### Activity
Write out the full listing exactly as it appears below.
-- The input follows --
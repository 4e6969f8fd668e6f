use std::path::PathBuf;

use clap::{Parser, Subcommand};
use tracing_subscriber::{layer::SubscriberExt, util::SubscriberInitExt};

use flightdeck::{api, db};

#[derive(Parser)]
#[command(name = "flightdeck")]
#[command(about = "Flight manifest server with deterministic overbooking allocation")]
struct Cli {
    #[command(subcommand)]
    command: Option<Commands>,
}

#[derive(Subcommand)]
enum Commands {
    /// Start the flightdeck server
    Serve {
        /// Port for HTTP API
        #[arg(short, long, default_value = "3000")]
        port: u16,

        /// Database file path (defaults to the platform data directory)
        #[arg(short, long)]
        database: Option<PathBuf>,
    },
}

fn init_tracing() {
    let filter = tracing_subscriber::EnvFilter::new(
        std::env::var("RUST_LOG").unwrap_or_else(|_| "flightdeck=debug,tower_http=debug".into()),
    );

    tracing_subscriber::registry()
        .with(filter)
        .with(tracing_subscriber::fmt::layer())
        .init();
}

fn open_database(path: Option<PathBuf>) -> anyhow::Result<db::Database> {
    let db = match path {
        Some(path) => db::Database::open(path)?,
        None => db::Database::open_default()?,
    };
    db.migrate()?;
    Ok(db)
}

async fn serve(port: u16, database: Option<PathBuf>) -> anyhow::Result<()> {
    tracing::info!("Starting flightdeck server on port {}", port);

    let db = open_database(database)?;
    let app = api::create_router(db);

    let listener = tokio::net::TcpListener::bind(format!("127.0.0.1:{}", port)).await?;
    tracing::info!("flightdeck server listening on http://127.0.0.1:{}", port);

    axum::serve(listener, app).await?;
    Ok(())
}

#[tokio::main]
async fn main() -> anyhow::Result<()> {
    let cli = Cli::parse();
    init_tracing();

    match cli.command {
        Some(Commands::Serve { port, database }) => serve(port, database).await?,
        None => serve(3000, None).await?,
    }

    Ok(())
}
-- The input concluded --
### Answer space
repository 4e6969f8fd668e6f
use std::path::PathBuf;

use clap::{Parser, Subcommand};
use tracing_subscriber::{layer::SubscriberExt, util::SubscriberInitExt};

use flightdeck::{api, db};

#[derive(Parser)]
#[command(name = "flightdeck")]
#[command(about = "Flight manifest server with deterministic overbooking allocation")]
struct Cli {
    #[command(subcommand)]
    command: Option<Commands>,
}

#[derive(Subcommand)]
enum Commands {
    /// Start the flightdeck server
    Serve {
        /// Port for HTTP API
        #[arg(short, long, default_value = "3000")]
        port: u16,

        /// Database file path (defaults to the platform data directory)
        #[arg(short, long)]
        database: Option<PathBuf>,
    },
}

fn init_tracing() {
    let filter = tracing_subscriber::EnvFilter::new(
        std::env::var("RUST_LOG").unwrap_or_else(|_| "flightdeck=debug,tower_http=debug".into()),
    );

    tracing_subscriber::registry()
        .with(filter)
        .with(tracing_subscriber::fmt::layer())
        .init();
}

fn open_database(path: Option<PathBuf>) -> anyhow::Result<db::Database> {
    let db = match path {
        Some(path) => db::Database::open(path)?,
        None => db::Database::open_default()?,
    };
    db.migrate()?;
    Ok(db)
}

async fn serve(port: u16, database: Option<PathBuf>) -> anyhow::Result<()> {
    tracing::info!("Starting flightdeck server on port {}", port);

    let db = open_database(database)?;
    let app = api::create_router(db);

    let listener = tokio::net::TcpListener::bind(format!("127.0.0.1:{}", port)).await?;
    tracing::info!("flightdeck server listening on http://127.0.0.1:{}", port);

    axum::serve(listener, app).await?;
    Ok(())
}

#[tokio::main]
async fn main() -> anyhow::Result<()> {
    let cli = Cli::parse();
    init_tracing();

    match cli.command {
        Some(Commands::Serve { port, database }) => serve(port, database).await?,
        None => serve(3000, None).await?,
    }

    Ok(())
}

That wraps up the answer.